**REQUIRED WORK**. The expected response is the entire set of entries, copied exactly.

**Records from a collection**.
┌──

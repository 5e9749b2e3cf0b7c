//! Section representation for the case-study taxonomy.
//!
//! A section is a top-level named group shown in the modal's menu. It owns an ordered list of
//! subsection labels, which may be empty. Sections are identified by their position in the
//! [`NavigationIndex`](crate::index::NavigationIndex), and subsections by their position within
//! the owning section.

use serde::Serialize;

#[derive(Clone, Debug, PartialEq, Eq, Serialize)]
/// Immutable named group with its ordered subsection labels.
pub struct Section {
    /// Label shown in the menu bar.
    pub label: String,
    /// Subsection labels in display order.
    pub subsections: Vec<String>,
}

impl Section {
    #[must_use]
    /// Builds a section from any string-like label and subsection labels.
    pub fn new<L, I, S>(label: L, subsections: I) -> Self
    where
        L: Into<String>,
        I: IntoIterator<Item = S>,
        S: Into<String>,
    {
        Self {
            label: label.into(),
            subsections: subsections.into_iter().map(Into::into).collect(),
        }
    }

    #[must_use]
    /// A section with no subsections, as the full-page carousel uses.
    pub fn flat(label: impl Into<String>) -> Self {
        Self {
            label: label.into(),
            subsections: Vec::new(),
        }
    }

    #[must_use]
    /// Whether left/right should step through subsections while this section is active.
    pub fn has_subsections(&self) -> bool {
        !self.subsections.is_empty()
    }
}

└──

**ANSWER TO THIS TASK**.
repository 5e9749b2e3cf0b7c
//! Section representation for the case-study taxonomy.
//!
//! A section is a top-level named group shown in the modal's menu. It owns an ordered list of
//! subsection labels, which may be empty. Sections are identified by their position in the
//! [`NavigationIndex`](crate::index::NavigationIndex), and subsections by their position within
//! the owning section.

use serde::Serialize;

#[derive(Clone, Debug, PartialEq, Eq, Serialize)]
/// Immutable named group with its ordered subsection labels.
pub struct Section {
    /// Label shown in the menu bar.
    pub label: String,
    /// Subsection labels in display order.
    pub subsections: Vec<String>,
}

impl Section {
    #[must_use]
    /// Builds a section from any string-like label and subsection labels.
    pub fn new<L, I, S>(label: L, subsections: I) -> Self
    where
        L: Into<String>,
        I: IntoIterator<Item = S>,
        S: Into<String>,
    {
        Self {
            label: label.into(),
            subsections: subsections.into_iter().map(Into::into).collect(),
        }
    }

    #[must_use]
    /// A section with no subsections, as the full-page carousel uses.
    pub fn flat(label: impl Into<String>) -> Self {
        Self {
            label: label.into(),
            subsections: Vec::new(),
        }
    }

    #[must_use]
    /// Whether left/right should step through subsections while this section is active.
    pub fn has_subsections(&self) -> bool {
        !self.subsections.is_empty()
    }
}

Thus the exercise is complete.